SPD-Abgeordnete Dagmar Metzger
Rebellin aus Gewissensgründen

Sie verabscheut Lügen, Glaubwürdigkeit ist ihr oberstes Gebot – und sie weigert sich mit den Linken zusammenzuarbeiten. Die SPD-Landtagsabgeordnete Dagmar Metzger hat Andrea Ypsilantis Pläne für eine rot-grüne Landesregierung in Hessen, die von der Linkspartei toleriert wird, eiskalt platzen lassen. Wer die Frau ist, die die Kapitulation der SPD-Spitzenkandidatin erzwungen hat.

DÜSSELDORF. Schon vor der Ankündigung ihrer Landeschefin, die Pläne für ihre Ministerpräsiidentenwahl mit Hilfe der Stimmen der Linkspartei platzen zu lassen, hatte die 49-jährige Justiziarin mit ihrem offen geäußerten Bedenken quasi über Nacht deutschlandweite Bekanntheit erlangt. Die Frau, die über sich selbst sagt, „am meisten verabscheue ich Lügen und Zyniker“, kann es nicht mit ihrem Gewissen vereinbaren, dass die hessische SPD nun entgegen allen Versprechungen im Wahlkampf doch mit der Linken zusammenarbeiten will.
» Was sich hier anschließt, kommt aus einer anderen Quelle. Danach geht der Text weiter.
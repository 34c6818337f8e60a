// src/errors.rs

//! Crate-wide error type and result alias.

use thiserror::Error;

#[derive(Error, Debug)]
pub enum PlanError {
    #[error("Configuration error: {0}")]
    ConfigError(String),

    #[error("Malformed artifact name '{name}': {reason}")]
    MalformedName { name: String, reason: String },

    #[error("Unknown sample: {0}")]
    UnknownSample(String),

    #[error("Sample '{sample}' references read source '{key}' which is not in the read table")]
    MissingReadSource { sample: String, key: String },

    #[error("Polisher '{polisher}' does not support read type '{read_type}'")]
    UnsupportedCombination { polisher: String, read_type: String },

    #[error("No eligible GPU device available ({requested} requested)")]
    NoDeviceAvailable { requested: u32 },

    #[error("Scheduling invariant violated: {0}")]
    SchedulingInvariant(String),

    #[error("IO error: {0}")]
    IoError(#[from] std::io::Error),

    #[error("TOML parsing error: {0}")]
    TomlError(#[from] toml::de::Error),

    #[error(transparent)]
    Other(#[from] anyhow::Error),
}

/// Coarse error taxonomy used for reporting and exit policy.
#[derive(Debug, Clone, Copy, PartialEq, Eq)]
pub enum ErrorKind {
    /// Bad table rows, unknown references, unsupported step combinations.
    Configuration,
    /// Unparseable or non-canonical artifact names.
    NameGrammar,
    /// Device shortfalls that stop a single job.
    Resource,
    /// The job graph does not have the expected shape.
    SchedulingInvariant,
    Io,
}

impl PlanError {
    pub fn malformed(name: impl Into<String>, reason: impl Into<String>) -> Self {
        PlanError::MalformedName {
            name: name.into(),
            reason: reason.into(),
        }
    }

    pub fn kind(&self) -> ErrorKind {
        match self {
            PlanError::ConfigError(_)
            | PlanError::UnknownSample(_)
            | PlanError::MissingReadSource { .. }
            | PlanError::UnsupportedCombination { .. } => ErrorKind::Configuration,
            PlanError::MalformedName { .. } => ErrorKind::NameGrammar,
            PlanError::NoDeviceAvailable { .. } => ErrorKind::Resource,
            PlanError::SchedulingInvariant(_) => ErrorKind::SchedulingInvariant,
            PlanError::IoError(_) | PlanError::TomlError(_) | PlanError::Other(_) => ErrorKind::Io,
        }
    }

    /// Whether this error must abort plan construction as a whole.
    ///
    /// Device shortfalls only stop the affected job, and reporter
    /// invariant violations are diagnostics.
    pub fn is_plan_fatal(&self) -> bool {
        !matches!(
            self.kind(),
            ErrorKind::Resource | ErrorKind::SchedulingInvariant
        )
    }
}

pub use anyhow::Error;
pub type Result<T> = std::result::Result<T, PlanError>;
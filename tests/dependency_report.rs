use std::collections::BTreeMap;

use polishplan::dag::report::{DEFAULT_BUCKET, TSV_HEADER};
use polishplan::dag::{DagView, JobGraph, build_report, run_report, sample_tag};
use polishplan::errors::{ErrorKind, PlanError};
use polishplan_test_utils::builders::JobGraphBuilder;

/// S1: assemble -> racon1 -> racon2 -> medaka, plus assemble -> medaka
/// (a second, shorter path). S2: assemble only, already satisfied.
fn graph() -> JobGraph {
    JobGraphBuilder::new()
        .job("asm_S1", "assemble", true, &[], &[("uuid", "S1")])
        .job(
            "racon1_S1",
            "racon",
            true,
            &["asm_S1"],
            &[("name", "S1.spell.ctg.cns.racon-ont-1")],
        )
        .job(
            "racon2_S1",
            "racon",
            true,
            &["racon1_S1"],
            &[("name", "S1.spell.ctg.cns.racon-ont-2")],
        )
        .job(
            "medaka_S1",
            "medaka",
            true,
            &["racon2_S1", "asm_S1"],
            &[("name", "S1.spell.ctg.cns.racon-ont-2.medaka-ont-1")],
        )
        .job("_touch_S1", "_touch", true, &["asm_S1"], &[("uuid", "S1")])
        .job("asm_S2", "assemble", false, &[], &[("uuid", "S2")])
        .job("download_db", "download", false, &[], &[])
        .job(
            "all",
            "all",
            true,
            &["medaka_S1", "asm_S2", "download_db", "_touch_S1"],
            &[],
        )
        .build()
}

#[test]
fn sample_tag_uses_uuid_then_artifact_name() {
    let mut wc = BTreeMap::new();
    assert_eq!(sample_tag(&wc), DEFAULT_BUCKET);

    wc.insert("name".to_string(), "S7.spell.ctg.cns.racon-ont-1".to_string());
    assert_eq!(sample_tag(&wc), "S7");

    wc.insert("uuid".to_string(), "S8".to_string());
    assert_eq!(sample_tag(&wc), "S8");

    let mut bad = BTreeMap::new();
    bad.insert("name".to_string(), "not-a-name".to_string());
    assert_eq!(sample_tag(&bad), DEFAULT_BUCKET);
}

#[test]
fn graph_adapter_answers_queries() {
    let g = graph();
    assert_eq!(g.len(), 8);
    assert_eq!(g.dependencies("racon1_S1"), vec!["asm_S1".to_string()]);
    let mut dependents = g.dependents("asm_S1");
    dependents.sort();
    assert_eq!(dependents, vec!["_touch_S1", "medaka_S1", "racon1_S1"]);
    assert!(!g.needs_run("asm_S2"));
    assert_eq!(g.rule_name("all"), "all");
    assert!(g.dependencies("nope").is_empty());
}

#[test]
fn jobs_keep_their_deepest_position() {
    let report = build_report(&graph(), "all").unwrap();

    let s1 = &report.buckets["S1"];
    let depths: Vec<(&str, usize)> = s1.iter().map(|l| (l.job_id.as_str(), l.depth)).collect();
    assert_eq!(
        depths,
        vec![("asm_S1", 0), ("racon1_S1", 1), ("racon2_S1", 2), ("medaka_S1", 3)]
    );
}

#[test]
fn each_job_printed_once_and_bookkeeping_skipped() {
    let report = build_report(&graph(), "all").unwrap();
    let ids: Vec<&str> = report.lines().map(|l| l.job_id.as_str()).collect();

    assert_eq!(ids.iter().filter(|id| **id == "medaka_S1").count(), 1);
    assert!(!ids.contains(&"_touch_S1"));
    assert!(!ids.contains(&"all"));
    assert!(!ids.contains(&"download_db"));
    assert!(!report.buckets.contains_key(DEFAULT_BUCKET));
}

#[test]
fn markers_distinguish_run_from_satisfied() {
    let report = build_report(&graph(), "all").unwrap();
    let s2 = &report.buckets["S2"];
    assert_eq!(s2.len(), 1);
    assert_eq!(s2[0].marker(), '-');
    assert_eq!(s2[0].to_tsv(), "S2\t0\t-\tasm_S2\tassemble");
    assert_eq!(report.buckets["S1"][2].to_console(), "    2 * racon2_S1 (racon)");
}

#[test]
fn missing_terminal_job_is_an_invariant_violation() {
    let g = JobGraphBuilder::new()
        .job("asm_S1", "assemble", true, &[], &[("uuid", "S1")])
        .build();

    match build_report(&g, "all") {
        Err(err @ PlanError::SchedulingInvariant(_)) => {
            assert_eq!(err.kind(), ErrorKind::SchedulingInvariant);
            assert!(!err.is_plan_fatal());
        }
        other => panic!("expected SchedulingInvariant, got {other:?}"),
    }
}

#[test]
fn terminal_job_with_dependents_is_an_invariant_violation() {
    let g = JobGraphBuilder::new()
        .job("all", "all", true, &[], &[])
        .job("after_all", "cleanup", true, &["all"], &[])
        .build();

    assert!(matches!(
        build_report(&g, "all"),
        Err(PlanError::SchedulingInvariant(_))
    ));
}

#[test]
fn cyclic_or_dangling_job_files_are_rejected() {
    let cyclic = JobGraphBuilder::new()
        .job("a", "x", true, &["b"], &[])
        .job("b", "x", true, &["a"], &[])
        .raw();
    assert!(matches!(
        JobGraph::try_from(cyclic),
        Err(PlanError::SchedulingInvariant(_))
    ));

    let dangling = JobGraphBuilder::new()
        .job("a", "x", true, &["ghost"], &[])
        .raw();
    assert!(matches!(
        JobGraph::try_from(dangling),
        Err(PlanError::ConfigError(_))
    ));
}

#[test]
fn run_report_writes_console_and_tsv_log() {
    let dir = tempfile::tempdir().unwrap();
    let log = dir.path().join("logs/deps.tsv");
    let mut console = Vec::new();

    let report = run_report(&graph(), "all", &mut console, &log).unwrap();

    let console = String::from_utf8(console).unwrap();
    assert!(console.starts_with("S1\n0 * asm_S1 (assemble)\n"));
    assert!(console.contains("S2\n0 - asm_S2 (assemble)\n"));

    let tsv = std::fs::read_to_string(&log).unwrap();
    let mut rows = tsv.lines();
    assert_eq!(rows.next(), Some(TSV_HEADER));
    assert_eq!(rows.count(), report.lines().count());
}

#[test]
fn loads_job_graph_from_toml() {
    let dir = tempfile::tempdir().unwrap();
    let path = dir.path().join("jobs.toml");
    std::fs::write(
        &path,
        r#"
[job.asm_S1]
rule = "assemble"
wildcards = { uuid = "S1" }

[job.all]
rule = "all"
needs_run = false
after = ["asm_S1"]
"#,
    )
    .unwrap();

    let g = JobGraph::load(&path).unwrap();
    assert!(g.needs_run("asm_S1"));
    assert!(!g.needs_run("all"));
    let report = build_report(&g, "all").unwrap();
    assert_eq!(report.buckets["S1"].len(), 1);
}
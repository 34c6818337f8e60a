// src/config/loader.rs

use std::fs;
use std::path::{Path, PathBuf};

use tracing::info;

use crate::campaign::Campaign;
use crate::config::model::{CampaignConfig, RawCampaignConfig};
use crate::config::tables::{parse_read_table, parse_sample_table};
use crate::config::validate::validate_campaign;
use crate::errors::Result;

/// Load campaign settings from a given path without semantic validation.
pub fn load_from_path(path: impl AsRef<Path>) -> Result<RawCampaignConfig> {
    let path = path.as_ref();
    let contents = fs::read_to_string(path)?;

    let config: RawCampaignConfig = toml::from_str(&contents)?;

    Ok(config)
}

/// Load campaign settings and validate them.
///
/// Relative paths inside the file are resolved against the directory that
/// contains it.
pub fn load_and_validate(path: impl AsRef<Path>) -> Result<CampaignConfig> {
    let path = path.as_ref();
    let raw = load_from_path(path)?;
    let config = CampaignConfig::try_from(raw)?;
    Ok(config.rebase(&config_root_dir(path)))
}

/// Read both tables named by `cfg` and freeze them into a [`Campaign`].
pub fn load_campaign(cfg: &CampaignConfig) -> Result<Campaign> {
    let samples_path = &cfg.campaign.samples;
    let reads_path = &cfg.campaign.reads;

    let samples = parse_sample_table(
        &samples_path.display().to_string(),
        &fs::read_to_string(samples_path)?,
    )?;
    let reads = parse_read_table(
        &reads_path.display().to_string(),
        &fs::read_to_string(reads_path)?,
    )?;

    let campaign = validate_campaign(samples, reads)?;
    info!(
        samples = campaign.sample_count(),
        read_sources = campaign.read_source_count(),
        "campaign loaded"
    );
    Ok(campaign)
}

/// Directory used to resolve relative paths found in a config file.
///
/// A bare filename (parent = "") resolves against the working directory.
pub fn config_root_dir(config_path: &Path) -> PathBuf {
    match config_path.parent() {
        Some(parent) if !parent.as_os_str().is_empty() => parent.to_path_buf(),
        _ => PathBuf::from("."),
    }
}
use polishplan::naming::{PolishChain, unroll};

fn chain(spec: &str) -> PolishChain {
    PolishChain::parse(spec).unwrap()
}

fn rendered(chains: Vec<PolishChain>) -> Vec<String> {
    chains.into_iter().map(|c| c.to_string()).collect()
}

#[test]
fn without_unroll_returns_chain_only() {
    let c = chain("racon-ont-2.medaka-ont-1");
    assert_eq!(unroll(&c, false), vec![c.clone()]);
}

#[test]
fn empty_chain_unrolls_to_nothing() {
    assert!(unroll(&PolishChain::empty(), true).is_empty());
}

#[test]
fn iterations_count_down_then_reset_to_previous_step() {
    let out = rendered(unroll(&chain("racon-ont-2.medaka-ont-1"), true));
    assert_eq!(
        out,
        vec!["racon-ont-2.medaka-ont-1", "racon-ont-2", "racon-ont-1"]
    );
}

#[test]
fn removing_a_step_leaves_previous_iteration_untouched() {
    let out = rendered(unroll(&chain("racon-ont-3.pilon-ill-2"), true));
    assert_eq!(
        out,
        vec![
            "racon-ont-3.pilon-ill-2",
            "racon-ont-3.pilon-ill-1",
            "racon-ont-3",
            "racon-ont-2",
            "racon-ont-1",
        ]
    );
}

#[test]
fn depth_is_kept_while_decrementing() {
    let out = rendered(unroll(&chain("racon-ont40-2"), true));
    assert_eq!(out, vec!["racon-ont40-2", "racon-ont40-1"]);
}
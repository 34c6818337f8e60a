// src/resolve.rs

//! Input resolution: given a requested artifact, what does its build step
//! consume?
//!
//! The external scheduler calls into this while walking backwards from the
//! wanted artifacts. Every function is a pure lookup over the immutable
//! [`Campaign`]; all failures are plan-construction errors.

use std::fmt;
use std::path::PathBuf;

use tracing::debug;

use crate::campaign::{Campaign, ReadColumn, ReadFile, SampleSpec};
use crate::config::CampaignConfig;
use crate::errors::{PlanError, Result};
use crate::naming::{ArtifactName, PolishStep, ReadType};

/// Where assembly artifacts live on disk.
#[derive(Debug, Clone, PartialEq, Eq)]
pub struct AssemblyLayout {
    pub dir: PathBuf,
    pub suffix: String,
}

impl AssemblyLayout {
    pub fn new(dir: impl Into<PathBuf>, suffix: impl Into<String>) -> Self {
        Self {
            dir: dir.into(),
            suffix: suffix.into(),
        }
    }

    pub fn from_config(cfg: &CampaignConfig) -> Self {
        Self::new(&cfg.campaign.assembly_dir, &cfg.campaign.assembly_suffix)
    }

    pub fn path_for(&self, name: &ArtifactName) -> PathBuf {
        self.dir.join(format!("{name}{}", self.suffix))
    }
}

/// Reads consumed by one polishing or alignment pass.
#[derive(Debug, Clone, PartialEq, Eq)]
pub enum ReadPaths {
    Single(ReadFile),
    Paired(ReadFile, ReadFile),
}

impl ReadPaths {
    pub fn files(&self) -> Vec<&ReadFile> {
        match self {
            ReadPaths::Single(f) => vec![f],
            ReadPaths::Paired(r1, r2) => vec![r1, r2],
        }
    }
}

impl fmt::Display for ReadPaths {
    fn fmt(&self, f: &mut fmt::Formatter<'_>) -> fmt::Result {
        match self {
            ReadPaths::Single(r) => write!(f, "{r}"),
            ReadPaths::Paired(r1, r2) => write!(f, "{r1} {r2}"),
        }
    }
}

/// Read selection for a pass. `depth` is carried through for the external
/// tool to sub-sample; the files are the same either way.
#[derive(Debug, Clone, PartialEq, Eq)]
pub struct ReadSelection {
    pub reads: ReadPaths,
    pub depth: Option<u32>,
}

#[derive(Debug, Clone, Copy)]
pub struct InputResolver<'a> {
    campaign: &'a Campaign,
    layout: &'a AssemblyLayout,
}

impl<'a> InputResolver<'a> {
    pub fn new(campaign: &'a Campaign, layout: &'a AssemblyLayout) -> Self {
        Self { campaign, layout }
    }

    /// Artifact that the final step of `requested` is applied to.
    ///
    /// - iteration > 1: the same chain one iteration earlier
    /// - iteration 1, first step: the base assembly, or the base assembly of
    ///   the sample's `repolishTarget` if one is set
    /// - iteration 1, later step: the base assembly plus the shorter chain
    pub fn predecessor(&self, requested: &ArtifactName) -> Result<ArtifactName> {
        let sample = self.sample_of(requested)?;
        let last = self.last_step(requested)?;
        last.check_supported()?;

        let pred = match last.previous_iteration() {
            Some(prev) => requested.with_chain(requested.chain.with_last(prev)),
            None if requested.chain.len() == 1 => self.base_assembly_of(sample)?,
            None => requested.with_chain(requested.chain.without_last()),
        };

        debug!(%requested, predecessor = %pred, "resolved contig input");
        Ok(pred)
    }

    /// Path of the contig file the final step of `requested` polishes.
    pub fn resolve_contig_input(&self, requested: &ArtifactName) -> Result<PathBuf> {
        Ok(self.layout.path_for(&self.predecessor(requested)?))
    }

    /// Reads used by the final polishing step of `requested`, with its depth
    /// qualifier.
    pub fn resolve_reads_for_polish(&self, requested: &ArtifactName) -> Result<ReadSelection> {
        let last = self.last_step(requested)?;
        last.check_supported()?;
        Ok(ReadSelection {
            reads: self.reads_for(self.sample_of(requested)?, last.read_type)?,
            depth: last.depth,
        })
    }

    /// Reads for the full-sample alignment pass; never depth-qualified.
    pub fn resolve_alignment_reads(&self, requested: &ArtifactName) -> Result<ReadSelection> {
        let last = self.last_step(requested)?;
        last.check_supported()?;
        Ok(ReadSelection {
            reads: self.reads_for(self.sample_of(requested)?, last.read_type)?,
            depth: None,
        })
    }

    /// The sample `requested` belongs to. Its assembler config must be the
    /// sample's own.
    fn sample_of(&self, requested: &ArtifactName) -> Result<&'a SampleSpec> {
        let sample = self.campaign.sample(&requested.uuid)?;
        if sample.assembler_config != requested.assembler_config {
            return Err(PlanError::ConfigError(format!(
                "'{requested}' uses assembler config '{}', but sample '{}' is assembled with '{}'",
                requested.assembler_config, sample.uuid, sample.assembler_config
            )));
        }
        Ok(sample)
    }

    fn last_step(&self, requested: &ArtifactName) -> Result<PolishStep> {
        requested.chain.last().copied().ok_or_else(|| {
            PlanError::malformed(
                requested.to_string(),
                "a base assembly has no polishing input",
            )
        })
    }

    fn base_assembly_of(&self, sample: &SampleSpec) -> Result<ArtifactName> {
        match sample.repolish_target {
            Some(ref target) => Ok(self.campaign.sample(target)?.base_assembly()),
            None => Ok(sample.base_assembly()),
        }
    }

    fn reads_for(&self, sample: &SampleSpec, read_type: ReadType) -> Result<ReadPaths> {
        let source = self.campaign.read_source(sample)?;
        let uuid = &sample.uuid;

        let file_for = |column: ReadColumn| {
            source.get(column).cloned().ok_or_else(|| {
                PlanError::ConfigError(format!(
                    "read source '{}' of sample '{uuid}' has no '{column}' reads",
                    source.key
                ))
            })
        };

        match read_type {
            ReadType::Ont => Ok(ReadPaths::Single(file_for(ReadColumn::Ont)?)),
            ReadType::Ill => Ok(ReadPaths::Paired(
                file_for(ReadColumn::I1)?,
                file_for(ReadColumn::I2)?,
            )),
        }
    }
}
// src/dag/view.rs

use std::collections::BTreeMap;

pub type JobId = String;

/// Read-only view of a job graph built by an external scheduler.
///
/// The reporter only ever talks to this trait; adapters wrap whatever engine
/// actually owns the graph. Unknown job ids yield empty / default answers.
pub trait DagView {
    /// All job ids, in a stable order.
    fn jobs(&self) -> Vec<JobId>;

    /// Jobs that `job` depends on.
    fn dependencies(&self, job: &str) -> Vec<JobId>;

    /// Jobs that depend on `job`.
    fn dependents(&self, job: &str) -> Vec<JobId>;

    /// Whether the scheduler intends to (re)run `job`.
    fn needs_run(&self, job: &str) -> bool;

    fn wildcards(&self, job: &str) -> BTreeMap<String, String>;

    fn rule_name(&self, job: &str) -> String;
}
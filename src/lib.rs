// src/lib.rs

pub mod benchmark;
pub mod campaign;
pub mod cli;
pub mod config;
pub mod dag;
pub mod errors;
pub mod logging;
pub mod naming;
pub mod notify;
pub mod plan;
pub mod resolve;
pub mod resources;

use std::io::{self, Write};
use std::path::{Path, PathBuf};

use anyhow::Result;
use tracing::{debug, error, info};

use crate::campaign::{Campaign, ReadColumn};
use crate::cli::{CliArgs, Command};
use crate::config::{CampaignConfig, load_and_validate, load_campaign};
use crate::dag::{JobGraph, run_report};
use crate::errors::PlanError;
use crate::naming::{ArtifactName, unroll};
use crate::notify::{LogObserver, PlanObserver};
use crate::plan::{AssemblyOptions, ReadOptions, enumerate_assemblies, enumerate_reads};
use crate::resolve::{AssemblyLayout, InputResolver};
use crate::resources::{ResourceAllocator, ResourceSettings, inventory_from_config};

/// Everything loaded at plan-construction time.
#[derive(Debug, Clone)]
pub struct Planner {
    pub config: CampaignConfig,
    pub campaign: Campaign,
    pub layout: AssemblyLayout,
    pub settings: ResourceSettings,
}

impl Planner {
    pub fn load(config_path: &Path) -> errors::Result<Self> {
        let config = load_and_validate(config_path)?;
        let campaign = load_campaign(&config)?;
        Ok(Self::new(config, campaign))
    }

    pub fn new(config: CampaignConfig, campaign: Campaign) -> Self {
        let layout = AssemblyLayout::from_config(&config);
        let settings = ResourceSettings::from_config(&config);
        Self {
            config,
            campaign,
            layout,
            settings,
        }
    }

    pub fn resolver(&self) -> InputResolver<'_> {
        InputResolver::new(&self.campaign, &self.layout)
    }
}

/// High-level entry point used by `main.rs`.
///
/// Notifies the lifecycle observer around the command. A reporter invariant
/// violation is logged but does not fail the command.
pub fn run(args: CliArgs) -> Result<()> {
    let observer = LogObserver;
    let label = args.command.label();
    observer.plan_started(label);

    let stdout = io::stdout();
    let mut out = stdout.lock();

    match execute(&args, &mut out) {
        Ok(()) => {
            observer.plan_succeeded(label);
            Ok(())
        }
        Err(err @ PlanError::SchedulingInvariant(_)) => {
            error!("dependency report skipped: {err}");
            observer.plan_succeeded(label);
            Ok(())
        }
        Err(err) => {
            observer.plan_failed(label, &err);
            Err(err.into())
        }
    }
}

fn execute<W: Write>(args: &CliArgs, out: &mut W) -> errors::Result<()> {
    let config_path = PathBuf::from(&args.config);
    let planner = Planner::load(&config_path)?;

    match &args.command {
        Command::Check => print_summary(&planner, out)?,
        Command::Assemblies {
            unroll,
            base_only,
            grouped,
        } => {
            let options = AssemblyOptions {
                polished: !base_only,
                unroll: *unroll,
                grouped_only: *grouped,
            };
            for name in enumerate_assemblies(&planner.campaign, options) {
                writeln!(out, "{name}")?;
            }
        }
        Command::Reads {
            columns,
            group_scoped,
        } => {
            let columns: Vec<ReadColumn> = columns.iter().map(|c| (*c).into()).collect();
            let options = ReadOptions {
                group_scoped: *group_scoped,
            };
            for path in enumerate_reads(&planner.campaign, &columns, options)? {
                writeln!(out, "{path}")?;
            }
        }
        Command::Resolve { name } => {
            let name = ArtifactName::parse(name)?;
            let resolver = planner.resolver();
            let contig = resolver.resolve_contig_input(&name)?;
            let polish = resolver.resolve_reads_for_polish(&name)?;
            let align = resolver.resolve_alignment_reads(&name)?;

            writeln!(out, "contig\t{}", contig.display())?;
            match polish.depth {
                Some(depth) => writeln!(out, "polish_reads\t{}\tdepth={depth}", polish.reads)?,
                None => writeln!(out, "polish_reads\t{}", polish.reads)?,
            }
            writeln!(out, "alignment_reads\t{}", align.reads)?;
        }
        Command::Unroll { name } => {
            let name = ArtifactName::parse(name)?;
            planner.campaign.sample(&name.uuid)?;
            for chain in unroll(&name.chain, true) {
                writeln!(out, "{}", name.with_chain(chain))?;
            }
        }
        Command::Resources { name, key } => {
            let name = ArtifactName::parse(name)?;
            let sample = planner.campaign.sample(&name.uuid)?;
            let inventory = inventory_from_config(&planner.config.devices);
            let allocator = ResourceAllocator::new(&planner.settings, inventory.as_ref());
            let request = allocator.request(Some(sample), key)?;

            writeln!(out, "threads\t{}", request.threads)?;
            writeln!(out, "gpus\t{}", request.gpu_count)?;
            writeln!(out, "gpu_ids\t{}", request.cuda_visible_devices())?;
        }
        Command::Report { graph } => {
            let graph = JobGraph::load(graph)?;
            debug!(jobs = graph.len(), "job graph loaded");
            run_report(
                &graph,
                &planner.config.report.terminal_rule,
                out,
                &planner.config.report.log,
            )?;
        }
    }

    Ok(())
}

/// Dry-run output: what was loaded and what would be built.
fn print_summary<W: Write>(planner: &Planner, out: &mut W) -> errors::Result<()> {
    let cfg = &planner.config;
    writeln!(out, "polishplan check")?;
    writeln!(out, "  samples table = {}", cfg.campaign.samples.display())?;
    writeln!(out, "  reads table = {}", cfg.campaign.reads.display())?;
    writeln!(out, "  assembly_dir = {}", cfg.campaign.assembly_dir.display())?;
    writeln!(out, "  max_threads = {}", cfg.campaign.max_threads)?;
    writeln!(out)?;

    writeln!(out, "samples ({}):", planner.campaign.sample_count())?;
    for sample in planner.campaign.samples() {
        writeln!(out, "  - {}", sample.uuid)?;
        writeln!(out, "      assembler: {}", sample.assembler_config)?;
        writeln!(out, "      reads: {}", sample.read_source_key)?;
        if !sample.polish_chain.is_empty() {
            writeln!(out, "      chain: {}", sample.polish_chain)?;
        }
        if let Some(ref target) = sample.repolish_target {
            writeln!(out, "      repolishes: {target}")?;
        }
        if let Some(ref group) = sample.ref_group {
            writeln!(out, "      group: {group}")?;
        }
    }

    let wanted = enumerate_assemblies(&planner.campaign, AssemblyOptions::default());
    writeln!(out)?;
    writeln!(out, "wanted assemblies: {}", wanted.len())?;
    info!(wanted = wanted.len(), "check complete (no artifacts built)");
    Ok(())
}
Die Wirtschaftsjuristin hatte bereits in der Vergangenheit immer wieder klar gemacht, dass Glaubwürdigkeit für sie oberstes Gebot ist.

Ein Blick auf die Vita der Darmstädter SPD-Politikerin zeigt: Sie ist zwar Landtagsneuling, aber keinesfalls eine politische Anfängerin. 1958 in Berlin geboren lebt die SPD-Rebellin seit 1992 in Darmstadt. Die kinderlose Bankkauffrau und Wirtschaftsjuristin arbeitete zuletzt als Justiziarin der Stadt- und Kreis-Sparkasse Darmstadt. Seit 1990 ist sie SPD-Mitglied, sieben Jahre später wurde sie Stadtverordnete in Darmstadt. Dort ist Metzger, die sich als selbstbewusst, fleißig, beharrlich und neugierig beschreibt, kulturpolitische Sprecherin und stellvertretende SPD-Fraktionsvorsitzende. Im Januar wurde sie erstmals in den hessischen Landtag gewählt: Sie siegte im Wahlkreis Darmstadt-Stadt II gegen Kultusministerin Karin Wolff (CDU).

Auch ihr familiäres Umfeld ist politisch geprägt. Die 49-Jährige ist die Schwiegertochter des früheren Darmstädter SPD-Oberbürgermeisters Günther Metzger. Er war in den 70er Jahren auch stellvertretender Vorsitzender der SPD-Bundestagsfraktion. Aus dieser Zeit stammt auch die Bezeichnung „Metzger-Kreis“ – ein Vorläufer des heutigen konservativen „Seeheimer Kreises“. Der „Metzger-Kreis“ war gegründet worden, um den Einfluss der SPD-Linken in der Partei zurückzudrängen.

Ausschlaggebend für ihre Weigerung, so tat sie nach dem Treffen mit Ypsilanti kund, sind für sie die historischen Erfahrungen vieler Sozialdemokraten in der ehemaligen DDR: „Man darf das nicht vergessen, wie sehr Genossinnen und Genossen darunter gelitten haben.“ Die hessische SPD habe im Wahlkampf versprochen, nicht mit der Linken zusammenzuarbeiten: „Was man vor der Wahl verspricht, muss auch nach einer Wahl gehalten werden.“ SPD-Landesvorstand und Landtagsfraktion hatten am Dienstag grünes Licht für eine Tolerierung durch die Linke gegeben.